Ryan knelt down and looked where the old man pointed, straightening slowly. "See what you mean, Doc."

"What is it?" the woman repeated.

"Place is boobied. Nice little packets of plas-ex, some shiny detonators and plenty of red wire and green wire and even some blue wires."

"Sabotaged, you mean?" Rick said, puzzled. "Who would do that? And why? It isn't as if the good old U.S. of A. was in any danger of being invaded. Who were they hoping to catch?"

"Could be demolition charges. Could be they were just taking precautions." J.B. scratched the side of his nose, looking carefully at the wiring, but not touching anything. "No. Definitely antipersonnel. Not big enough to blow the building. Take your head off in a messy kind of way."

"Cut 'em?" Ryan asked.

"Not a lot of point. Nothing on the deck here we need."

"We have to repair that door," Krysty reminded them, "or we don't get out of here again."

Rick had been looking at the damaged portal to the gateway. "Not easy, lady. Not easy at all. The main contacts need some serious electrical work."

"Can you do it?"

"Sure, Ryan. I might be dying and my memory's got more holes than the Jets' defense, but I can still do me some wiring." He paused. "But it'll take some time, Ryan. A couple of days heavy work, the way it looks to me."

"We'll take a look around first. Then make a decision on what you do. And when. First thing's to get us some food and drink."

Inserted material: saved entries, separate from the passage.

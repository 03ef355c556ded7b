//! JavaScript/TypeScript extractor (C2), grounded on tree-sitter-javascript
//! and tree-sitter-typescript. Both grammars share enough node-kind naming
//! that one implementation, parameterised on the tree-sitter `Language` and
//! the reported `Language` tag, covers both — including the CommonJS
//! `exports.foo = function(...) {}` idiom that the generic function/class
//! walker cannot see (the function is anonymous and the name lives on the
//! assignment's left-hand side).

use tree_sitter::Node;

use crate::shared::models::{CallEdge, FileFacts, FunctionFact, ImportFact, ImportKind, PDGInfo};
use crate::shared::ports::language::Language;
use crate::shared::utils::tree_sitter::{
    extract_node_text_owned, find_descendants_by_kind, node_to_span,
};

use super::super::infrastructure::generic_extractor::extract_file_facts;
use super::super::ports::{LanguagePlugin, SyntaxProfile};

pub const PROFILE: SyntaxProfile = SyntaxProfile {
    function_kinds: &["function_declaration", "generator_function_declaration", "method_definition"],
    class_kinds: &["class_declaration"],
    if_kinds: &["if_statement"],
    elif_kinds: &[],
    else_kinds: &["else_clause"],
    while_kinds: &["while_statement"],
    for_kinds: &["for_statement", "for_in_statement"],
    repeat_kinds: &["do_statement"],
    switch_kinds: &["switch_statement"],
    case_kinds: &["switch_case"],
    try_kinds: &["try_statement"],
    except_kinds: &["catch_clause"],
    return_kinds: &["return_statement"],
    break_kinds: &["break_statement"],
    continue_kinds: &["continue_statement"],
    raise_kinds: &["throw_statement"],
    call_kinds: &["call_expression"],
    assignment_kinds: &["assignment_expression"],
    augmented_assignment_kinds: &["augmented_assignment_expression"],
    identifier_kinds: &["identifier", "property_identifier", "shorthand_property_identifier"],
    block_kinds: &["statement_block"],
    parameter_kinds: &["formal_parameters"],
};

fn is_function_like(kind: &str) -> bool {
    matches!(kind, "function" | "arrow_function" | "generator_function")
}

fn has_async_keyword(node: &Node, source: &str) -> bool {
    for i in 0..node.child_count() {
        if let Some(child) = node.child(i) {
            if !child.is_named() && extract_node_text_owned(&child, source) == "async" {
                return true;
            }
            if child.is_named() {
                break;
            }
        }
    }
    false
}

fn extract_param_names(params_node: &Node, source: &str) -> Vec<String> {
    let mut names = Vec::new();
    for i in 0..params_node.child_count() {
        let Some(child) = params_node.child(i) else {
            continue;
        };
        if !child.is_named() {
            continue;
        }
        match child.kind() {
            "identifier" => names.push(extract_node_text_owned(&child, source)),
            _ => {
                if let Some(id) = find_descendants_by_kind(&child, "identifier").into_iter().next() {
                    names.push(extract_node_text_owned(&id, source));
                }
            }
        }
    }
    names
}

/// `module.exports.foo = ...` and `exports.foo = ...` name the function
/// `foo` (the property). The bare `module.exports = function(){}` form has
/// no function name at all — its property is `exports` itself, not a name
/// being assigned to — so per spec it's deliberately skipped rather than
/// extracted as a function literally called `"exports"`.
fn is_bare_module_exports(member: &Node, source: &str) -> bool {
    let Some(object) = member.child_by_field_name("object") else {
        return false;
    };
    let Some(property) = member.child_by_field_name("property") else {
        return false;
    };
    object.kind() == "identifier"
        && extract_node_text_owned(&object, source) == "module"
        && extract_node_text_owned(&property, source) == "exports"
}

fn exported_function_name(left: &Node, source: &str) -> Option<String> {
    match left.kind() {
        "identifier" => Some(extract_node_text_owned(left, source)),
        "member_expression" => {
            if is_bare_module_exports(left, source) {
                return None;
            }
            left.child_by_field_name("property")
                .map(|p| extract_node_text_owned(&p, source))
        }
        _ => None,
    }
}

/// Finds `exports.foo = function(...) {}`, `module.exports.foo = (...) => {}`
/// and `const foo = function(...) {}` style definitions and appends the
/// functions (and the calls inside their bodies) the generic walker missed.
pub(crate) fn extract_commonjs_style(
    root: &Node,
    source: &str,
    language: Language,
    file_path: &str,
    facts: &mut FileFacts,
) {
    let assignments = find_descendants_by_kind(root, "assignment_expression");
    let declarators = find_descendants_by_kind(root, "variable_declarator");

    let mut candidates: Vec<(Node, Node)> = Vec::new();
    for assign in assignments {
        if let (Some(left), Some(right)) = (
            assign.child_by_field_name("left"),
            assign.child_by_field_name("right"),
        ) {
            if is_function_like(right.kind()) {
                candidates.push((left, right));
            }
        }
    }
    for decl in declarators {
        if let (Some(left), Some(right)) = (
            decl.child_by_field_name("name"),
            decl.child_by_field_name("value"),
        ) {
            if is_function_like(right.kind()) {
                candidates.push((left, right));
            }
        }
    }

    for (left, right) in candidates {
        let Some(name) = exported_function_name(&left, source) else {
            continue;
        };
        let params = right
            .child_by_field_name("parameters")
            .map(|p| extract_param_names(&p, source))
            .unwrap_or_default();
        let span = node_to_span(&right);
        let mut fact = FunctionFact::new(name.clone(), params, span.start_line, span.end_line, language, file_path);
        fact.is_async = has_async_keyword(&right, source);
        facts.functions.push(fact);

        for call in find_descendants_by_kind(&right, "call_expression") {
            let Some(callee) = call.child_by_field_name("function") else {
                continue;
            };
            let callee_text = extract_node_text_owned(&callee, source);
            let pos = call.start_position();
            facts.intra_calls.push(CallEdge::new(
                Some(name.clone()),
                callee_text,
                pos.row as u32 + 1,
                pos.column as u32,
            ));
        }
    }
}

pub(crate) fn extract_imports_generic(root: &Node, source: &str) -> Vec<ImportFact> {
    let mut imports = Vec::new();

    for node in find_descendants_by_kind(root, "import_statement") {
        let line = node.start_position().row as u32 + 1;
        if let Some(source_node) = node.child_by_field_name("source") {
            let raw = extract_node_text_owned(&source_node, source);
            let module = raw.trim_matches(|c| c == '\'' || c == '"' || c == '`').to_string();
            imports.push(ImportFact::new(ImportKind::Import, module, line));
        }
    }

    for call in find_descendants_by_kind(root, "call_expression") {
        let Some(callee) = call.child_by_field_name("function") else {
            continue;
        };
        if extract_node_text_owned(&callee, source) != "require" {
            continue;
        }
        let Some(args) = call.child_by_field_name("arguments") else {
            continue;
        };
        let Some(first_arg) = (0..args.child_count())
            .filter_map(|i| args.child(i))
            .find(|c| c.is_named() && c.kind() == "string")
        else {
            continue;
        };
        let raw = extract_node_text_owned(&first_arg, source);
        let module = raw.trim_matches(|c| c == '\'' || c == '"' || c == '`').to_string();
        let line = call.start_position().row as u32 + 1;
        imports.push(ImportFact::new(ImportKind::Require, module, line));
    }

    imports
}

pub struct JavaScriptPlugin;

impl JavaScriptPlugin {
    pub fn new() -> Self {
        Self
    }

    fn parser() -> tree_sitter::Parser {
        let mut parser = tree_sitter::Parser::new();
        parser
            .set_language(&tree_sitter_javascript::language())
            .expect("tree-sitter-javascript grammar should load");
        parser
    }
}

impl Default for JavaScriptPlugin {
    fn default() -> Self {
        Self::new()
    }
}

impl LanguagePlugin for JavaScriptPlugin {
    fn language(&self) -> Language {
        Language::JavaScript
    }

    fn extract_facts(&self, source: &str, file_path: &str) -> FileFacts {
        let mut parser = Self::parser();
        let Some(tree) = parser.parse(source, None) else {
            return FileFacts::empty(file_path.to_string(), String::new(), Language::JavaScript);
        };
        let root = tree.root_node();
        let mut facts = extract_file_facts(root, source, file_path, Language::JavaScript, &PROFILE);
        extract_commonjs_style(&root, source, Language::JavaScript, file_path, &mut facts);
        facts.imports = extract_imports_generic(&root, source);
        facts
    }

    fn parse_imports(&self, source: &str) -> Vec<ImportFact> {
        let mut parser = Self::parser();
        let Some(tree) = parser.parse(source, None) else {
            return Vec::new();
        };
        extract_imports_generic(&tree.root_node(), source)
    }

    fn syntax_profile(&self) -> Option<&SyntaxProfile> {
        Some(&PROFILE)
    }

    fn build_pdgs(&self, source: &str) -> Vec<PDGInfo> {
        let mut parser = Self::parser();
        let Some(tree) = parser.parse(source, None) else {
            return Vec::new();
        };
        let cfgs = crate::features::flow_graph::build_cfgs_for_tree(tree.root_node(), source, &PROFILE);
        let dfgs = crate::features::data_flow::build_dfgs_for_tree(tree.root_node(), source, &PROFILE);
        cfgs.into_iter()
            .zip(dfgs)
            .map(|(cfg, dfg)| crate::features::pdg::build_pdg(cfg, dfg))
            .collect()
    }
}

#[cfg(test)]
mod tests {
    use super::*;

    /// The CommonJS scenario from the testable-properties suite: a handler
    /// exported via `exports.helloWorld = function(req, res) {...}` must be
    /// seen as a named function whose body calls `res.send`.
    #[test]
    fn test_commonjs_export_handler() {
        let plugin = JavaScriptPlugin::new();
        let source = "exports.helloWorld = function(req, res) {\n    res.send('hi');\n};\n";
        let facts = plugin.extract_facts(source, "handler.js");

        let func = facts
            .functions
            .iter()
            .find(|f| f.name == "helloWorld")
            .expect("helloWorld should be extracted");
        assert_eq!(func.params, vec!["req".to_string(), "res".to_string()]);
        assert!(!func.is_async);

        let call = facts
            .intra_calls
            .iter()
            .find(|c| c.callee_name == "res.send")
            .expect("res.send call should be captured");
        assert_eq!(call.caller_function.as_deref(), Some("helloWorld"));
        assert_eq!(call.split_qualifier(), (Some("res"), "send"));
    }

    #[test]
    fn test_bare_module_exports_assignment_is_skipped() {
        let plugin = JavaScriptPlugin::new();
        let source = "module.exports = function(req, res) {\n    res.send('hi');\n};\n";
        let facts = plugin.extract_facts(source, "handler.js");

        assert!(
            facts.functions.iter().all(|f| f.name != "exports"),
            "bare module.exports = ... must not be extracted as a function named \"exports\""
        );
    }

    #[test]
    fn test_require_import() {
        let plugin = JavaScriptPlugin::new();
        let source = "const fs = require('fs');\n";
        let imports = plugin.parse_imports(source);
        assert_eq!(imports.len(), 1);
        assert_eq!(imports[0].kind, ImportKind::Require);
        assert_eq!(imports[0].module, "fs");
    }

    #[test]
    fn test_named_function_declaration() {
        let plugin = JavaScriptPlugin::new();
        let source = "function add(a, b) {\n    return a + b;\n}\n";
        let facts = plugin.extract_facts(source, "math.js");
        assert_eq!(facts.functions.len(), 1);
        assert_eq!(facts.functions[0].name, "add");
    }
}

"Leave this?" J.B. asked, gesturing to the wired-up explosives.

"Yeah. Plas-ex that old might blow if you look at it wrong."

"Do you suppose trying to use the gateway again triggers the boobies? Then I fear that we would find ourselves in the deepest ordure."

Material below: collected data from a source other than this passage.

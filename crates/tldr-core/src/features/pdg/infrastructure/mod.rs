pub mod generic_pdg_builder;
//! Project-wide symbol table (C4): maps a defined name to every file/function
//! pair that defines it. Built once per indexing pass from every file's
//! `FileFacts`, then consulted per-file by the resolver.
//!
//! Grounded on the DashMap-backed `name -> FQNs` index the teacher's original
//! symbol index kept for partial-name lookup, simplified to a plain
//! `HashMap<String, Vec<Definition>>` since resolution here runs single-threaded
//! per indexing pass rather than under concurrent mutation.

use std::collections::HashMap;

use crate::shared::models::FileFacts;

#[derive(Debug, Clone, PartialEq, Eq, PartialOrd, Ord)]
pub struct Definition {
    pub file: String,
    pub function: String,
}

#[derive(Debug, Default)]
pub struct SymbolTable {
    by_name: HashMap<String, Vec<Definition>>,
}

impl SymbolTable {
    pub fn new() -> Self {
        Self::default()
    }

    pub fn build(files: &[FileFacts]) -> Self {
        let mut table = Self::new();
        for file in files {
            for func in file.all_functions() {
                table.by_name.entry(func.name.clone()).or_default().push(Definition {
                    file: file.path.clone(),
                    function: func.name.clone(),
                });
            }
        }
        for defs in table.by_name.values_mut() {
            defs.sort();
            defs.dedup();
        }
        table
    }

    pub fn lookup(&self, name: &str) -> &[Definition] {
        self.by_name.get(name).map(|v| v.as_slice()).unwrap_or(&[])
    }
}

#[cfg(test)]
mod tests {
    use super::*;
    use crate::shared::models::{ClassFact, FunctionFact};
    use crate::shared::ports::language::Language;

    #[test]
    fn test_build_indexes_top_level_and_method_functions() {
        let mut a = FileFacts::empty("a.py", "h1", Language::Python);
        a.functions.push(FunctionFact::new("helper", vec![], 1, 2, Language::Python, "a.py"));
        let mut class = ClassFact::new("Widget", 4, 10);
        class.methods.push(FunctionFact::new("render", vec![], 5, 6, Language::Python, "a.py"));
        a.classes.push(class);

        let table = SymbolTable::build(&[a]);
        assert_eq!(table.lookup("helper").len(), 1);
        assert_eq!(table.lookup("render").len(), 1);
        assert!(table.lookup("missing").is_empty());
    }

    #[test]
    fn test_build_collects_every_definer_of_a_shared_name() {
        let mut a = FileFacts::empty("a.py", "h1", Language::Python);
        a.functions.push(FunctionFact::new("run", vec![], 1, 2, Language::Python, "a.py"));
        let mut b = FileFacts::empty("b.py", "h2", Language::Python);
        b.functions.push(FunctionFact::new("run", vec![], 1, 2, Language::Python, "b.py"));

        let table = SymbolTable::build(&[a, b]);
        assert_eq!(table.lookup("run").len(), 2);
    }
}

"We all gotta go sometime, Doc." Ryan grinned. "Let's cross that overpass when we come to it."

Krysty was standing still, staring vacantly into space across the control room. She shook her head. "Something bad here. It doesn't feel like any redoubt I've ever been in."

"Danger?" Jak asked.

"Not immediate. But... Can't find the handle for it."

"No point sticking around. We'll worry about that broken lock when we're ready to leave, Rick. At least the main doors don't look like they've been tampered with."

The hugely strong sec doors were painted a very light shade of green. The control lever was a darker green.

And it was in the Open position.

"Think it's mined?" J.B. asked.

"Probably," Ryan guessed.

Chapter Four

Jak spotted the wire.

"Look!"

A thin pale blue length of wire ran into the crack in the wall, behind the massive sec-steel hinges. J.B. traced it with a cautious finger, watchful for any mercury tremblers or prox-fuses. But it was a very straightforward piece of plas-ex plus detonator. The actual explosive was concealed on a ridge above the top of the doors.

"Nobody been in here since sky-dark," the Armorer said.

"Could be recent."

J.B. shook his head at Ryan's suggestion. "No. Not stuff wired this way. It's crude, and it's also old. Besides, it would've blown if anyone had tried to enter."

"Cut it?"

"Yeah." J.B. dragged over a wooden chair and stood on it, drawing his Tekna knife and easing the needle point behind the wire.

"Everyone take cover," Ryan ordered, crouching behind one of the consoles in the corner of the strangely cramped room. Krysty knelt beside him, with Jak, Doc and Rick farther along, near the wall.

"What if it blows?" the freezie asked.

"Keep tight and small on the floor, hands over your ears, eyes shut. And keep your mouth open. That way you keep the blast damage to a minimum."

"Thanks, Ryan. Thanks a lot."

"Stick head between knees and kiss ass goodbye," Jak sniggered.